Our poor son was blue and purple all over from hours of banging up against Eryn's coccyx. He had a huge lump on his forehead above his eye, and he had a little bit of jaundice to boot. He looked pretty awful, but I couldn't get enough of looking at him. To me, he was the most beautiful thing I had ever seen in my entire time on earth. And at that moment as we bent over his crib, tears falling in big glops from my face, my husband and I chose his name. We had been waffling between two, and picked the one that sounded the strongest. Because he was a fighter. It was obvious he deserved a strong name to go along with him through life.

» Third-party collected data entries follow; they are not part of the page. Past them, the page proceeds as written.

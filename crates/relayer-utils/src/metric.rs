// Copyright 2022 Webb Technologies Inc.
//
// Licensed under the Apache License, Version 2.0 (the "License");
// you may not use this file except in compliance with the License.
// You may obtain a copy of the License at
//
// http://www.apache.org/licenses/LICENSE-2.0
//
// Unless required by applicable law or agreed to in writing, software
// distributed under the License is distributed on an "AS IS" BASIS,
// WITHOUT WARRANTIES OR CONDITIONS OF ANY KIND, either express or implied.
// See the License for the specific language governing permissions and
// limitations under the License.

use ethers::types::U256;
use prometheus::core::{AtomicF64, GenericCounter, GenericGauge};
use prometheus::{opts, Encoder, Registry, TextEncoder};

/// A struct for collecting metrics for particular topics.
///
/// Every instance owns its own [`Registry`], so several relayers (or tests)
/// can live in the same process.
#[derive(Debug, Clone)]
pub struct Metrics {
    registry: Registry,
    /// Transactions signed and persisted by the transaction manager.
    pub transactions_sent: GenericCounter<AtomicF64>,
    /// Stuck transactions replaced with a boosted gas price.
    pub transactions_resent: GenericCounter<AtomicF64>,
    /// Relay requests that passed validation and got signed.
    pub relay_requests_accepted: GenericCounter<AtomicF64>,
    /// Relay requests rejected by the validator.
    pub relay_requests_rejected: GenericCounter<AtomicF64>,
    /// 1 while the worker is ready to relay, 0 otherwise.
    pub ready: GenericGauge<AtomicF64>,
    /// Manager account balance (in gwei).
    pub manager_balance: GenericGauge<AtomicF64>,
    /// Sum of the worker account balances (in gwei).
    pub worker_balance: GenericGauge<AtomicF64>,
}

impl Metrics {
    /// Instantiates the various metrics and their counters, also creates a registry for the counters and
    /// registers the counters
    pub fn new() -> Result<Self, prometheus::Error> {
        let registry = Registry::new_custom(Some("hub_relayer".into()), None)?;

        let transactions_sent = GenericCounter::with_opts(opts!(
            "transactions_sent",
            "The total number of transactions signed by the relayer"
        ))?;
        registry.register(Box::new(transactions_sent.clone()))?;

        let transactions_resent = GenericCounter::with_opts(opts!(
            "transactions_resent",
            "How many stuck transactions were replaced with a higher gas price"
        ))?;
        registry.register(Box::new(transactions_resent.clone()))?;

        let relay_requests_accepted = GenericCounter::with_opts(opts!(
            "relay_requests_accepted",
            "The total number of relay requests accepted"
        ))?;
        registry.register(Box::new(relay_requests_accepted.clone()))?;

        let relay_requests_rejected = GenericCounter::with_opts(opts!(
            "relay_requests_rejected",
            "The total number of relay requests rejected"
        ))?;
        registry.register(Box::new(relay_requests_rejected.clone()))?;

        let ready = GenericGauge::with_opts(opts!(
            "ready",
            "Whether the relay worker is ready to serve requests"
        ))?;
        registry.register(Box::new(ready.clone()))?;

        let manager_balance = GenericGauge::with_opts(opts!(
            "manager_balance",
            "Relay manager account balance in gwei"
        ))?;
        registry.register(Box::new(manager_balance.clone()))?;

        let worker_balance = GenericGauge::with_opts(opts!(
            "worker_balance",
            "Total relay worker account balance in gwei"
        ))?;
        registry.register(Box::new(worker_balance.clone()))?;

        Ok(Self {
            registry,
            transactions_sent,
            transactions_resent,
            relay_requests_accepted,
            relay_requests_rejected,
            ready,
            manager_balance,
            worker_balance,
        })
    }

    /// Gathers the whole relayer metrics
    pub fn gather_metrics(&self) -> Result<String, GatherMetricsError> {
        let mut buffer = Vec::new();
        let encoder = TextEncoder::new();
        // Gather the metrics.
        let metric_families = self.registry.gather();
        // Encode them to send.
        encoder.encode(&metric_families, &mut buffer)?;

        Ok(String::from_utf8(buffer)?)
    }
}

/// Converts a wei amount to gwei, for gauges.
pub fn wei_to_gwei(wei: U256) -> f64 {
    ethers::utils::format_units(wei, "gwei")
        .ok()
        .and_then(|v| v.parse::<f64>().ok())
        .unwrap_or_default()
}

#[derive(Debug, thiserror::Error)]
pub enum GatherMetricsError {
    #[error(transparent)]
    PrometheusError(#[from] prometheus::Error),
    #[error(transparent)]
    FromUtf8Error(#[from] std::string::FromUtf8Error),
}
// Copyright 2022 Webb Technologies Inc.
//
// Licensed under the Apache License, Version 2.0 (the "License");
// you may not use this file except in compliance with the License.
// You may obtain a copy of the License at
//
// http://www.apache.org/licenses/LICENSE-2.0
//
// Unless required by applicable law or agreed to in writing, software
// distributed under the License is distributed on an "AS IS" BASIS,
// WITHOUT WARRANTIES OR CONDITIONS OF ANY KIND, either express or implied.
// See the License for the specific language governing permissions and
// limitations under the License.

//! # Registration Manager 🪪
//!
//! Folds the stake manager and relay hub events of the relay manager into a
//! small state machine:
//!
//! ```text
//! Unstaked -> Staked -> Authorized -> Registered
//!      \          \          \            \
//!       `----------`----------`------------`--> Withdrawing
//! ```
//!
//! and sends the transactions that move it forward: adding the workers,
//! registering the server, and draining every balance to the owner once the
//! stake is unlocked, withdrawn or the hub is de-authorized.

use std::collections::BTreeSet;
use std::sync::Arc;

use ethers::types::{Address, H256, U256};
use hub_relayer_chain::{calls, CallRequest, ChainClient, KeyManager};
use hub_relayer_config::relay::RegistrationConfig;
use hub_relayer_store::TxStore;
use hub_relayer_tx_manager::{SendTransactionDetails, TransactionManager};
use hub_relayer_types::{
    HubEvent, Identity, LoggedEvent, ServerAction, StakeInfo,
};
use hub_relayer_utils::{probe, Error, Result, StateError};

/// Gas of a plain value transfer.
const VALUE_TRANSFER_GAS: u64 = 21_000;

/// A `RelayServerRegistered` event of this relay manager.
#[derive(Debug, Clone, PartialEq, Eq)]
pub struct ServerRegistration {
    pub base_relay_fee: U256,
    pub pct_relay_fee: U256,
    pub url: String,
    pub block_number: u64,
}

/// What the manager knows about its on-chain standing.
///
/// `stake` and `hub_authorized` are `None` once invalidated by an event and
/// read again from the chain on the next update.
#[derive(Debug, Clone, Default, PartialEq, Eq)]
pub struct RegistrationState {
    pub owner: Option<Address>,
    pub stake: Option<StakeInfo>,
    pub hub_authorized: Option<bool>,
    pub last_registration: Option<ServerRegistration>,
    pub added_workers: BTreeSet<Address>,
    pub registration_pending: bool,
    pub withdrawing: bool,
    /// Set by an event that drains the balances, `Some(true)` includes the
    /// manager balance. Kept until every leg went out.
    pub withdrawal_due: Option<bool>,
    pub last_scanned_block: Option<u64>,
}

And there he was. Our handsome man. The most beautiful creature alive. Bruises and all. It had taken us so much to get to that point. It almost didn't feel real. I felt like I was watching a movie, and this was all happening to someone else, at times.
We have come so far over this past year. It has been an amazing year. I have seen him grow from a tiny infant who needed us for everything, to a boy--a child, who tells us what he wants or needs (in his own, pre-verbal ways) who laughs, who giggles, who interacts with the world. We have an amazing son. He is so sweet and gentle, yet brave and fearless and strong. I know he is only one, but his personality is already fully asserted. He's not my little Baby Boy any more! He is our Handsome Man!
One whole year as a family. One whole year as (gulp!) a mom!
Today is a day to celebrate, and to remember, and to give thanks. Today I will call Eryn to see how she's doing, and to honor her, and words will fail me again, I'm sure.